Le troisième chapitre, « La recherche et les savoirs », propose
d’abord quelques vues d’ensemble sur les cadres institutionnels et
conceptuels dans lesquels s’inscrit l’extraordinaire explosion d’un
désir de savoir qu’Aristote considérera comme naturellement
implanté dans le cœur de tous les hommes. En seconde partie de ce
chapitre, on trouvera une série d’articles sur les différentes branches
du savoir (y compris ce qui nous apparaît, à nous, comme des
pseudo-savoirs). Nous les avons rangés dans l’ordre alphabétique,
depuis l’« Astronomie » jusqu’aux « Théories du langage », plutôt
que d’adopter un ordre plus conforme à la classification ou aux
diverses classifications qui ont eu cours chez les penseurs grecs eux-
mêmes : assurément l’agenda des théoriciens, c’est-à-dire l’ensemble
ordonné des questions auxquelles une doctrine présentable se devait
d’offrir des réponses, depuis la formation du monde jusqu’à l’origine
de l’homme, de sa culture et de ses institutions, s’était dans ses
grandes lignes fixé très tôt, et il a manifesté pendant plusieurs siècles
une sorte de constance assez étonnante. Cependant, cet agenda s’est
enrichi, diversifié et modifié de multiples manières, et les
classifications proposées ont rarement manqué d’être discutées ;
certaines disciplines, comme la « Logique », n’ont fait leur véritable
apparition que bien après les premiers temps de la pensée grecque ;
d’autres, comme la « Médecine », ou encore 1’« Harmonique », ont
été rapidement traversées de débats qui portaient justement sur
l’intérêt qu’elles avaient à se rattacher au tronc commun des théories
philosophiques et scientifiques générales, ou au contraire à rompre
les attaches avec lui.

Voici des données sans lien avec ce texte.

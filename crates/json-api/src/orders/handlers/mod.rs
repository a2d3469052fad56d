//! Order Handlers

pub(crate) mod checkout;
pub(crate) mod get;
pub(crate) mod index;
pub(crate) mod track;
pub(crate) mod verify_payment;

Tout compte fait, il nous a paru préférable de
nous en tenir à la sécurité naïve de l’ordre alphabétique.
Le chapitre final est, avec le troisième, celui qui rapproche le plus
notre ouvrage d’un dictionnaire. On y trouvera une série d’articles
consacrés aux principaux philosophes et savants, ainsi qu’aux
principales écoles et courants durables de pensée. Le choix a été
nécessairement difficile, parmi tant d’individualités glorieuses et
singulières. Le nôtre est assurément plus restreint que celui de
Diogène Laërce dans ses Vies et opinions des philosophes illustres ; mais
il descend plus loin le cours du temps, et il fait place à des savants et
à des historiens aussi bien qu’à des philosophes. L’on pourra trouver,
en allant au-devant de nos propres remords, que nous avons été
injustes envers quelques-uns, comme Xénophane, les Sophistes
autres que Protagoras, Eudoxe de Cnide, Théophraste ; mais il fallait
bien faire un choix, et toute sélection reflète des jugements auxquels
il est toujours possible de faire des objections. Du reste, la plupart
des penseurs ou des savants auxquels il n’a pas été possible de
consacrer une section à part sont évoqués, eux et leurs œuvres, par
tel ou tel autre article, où l’Index général permettra de les retrouver.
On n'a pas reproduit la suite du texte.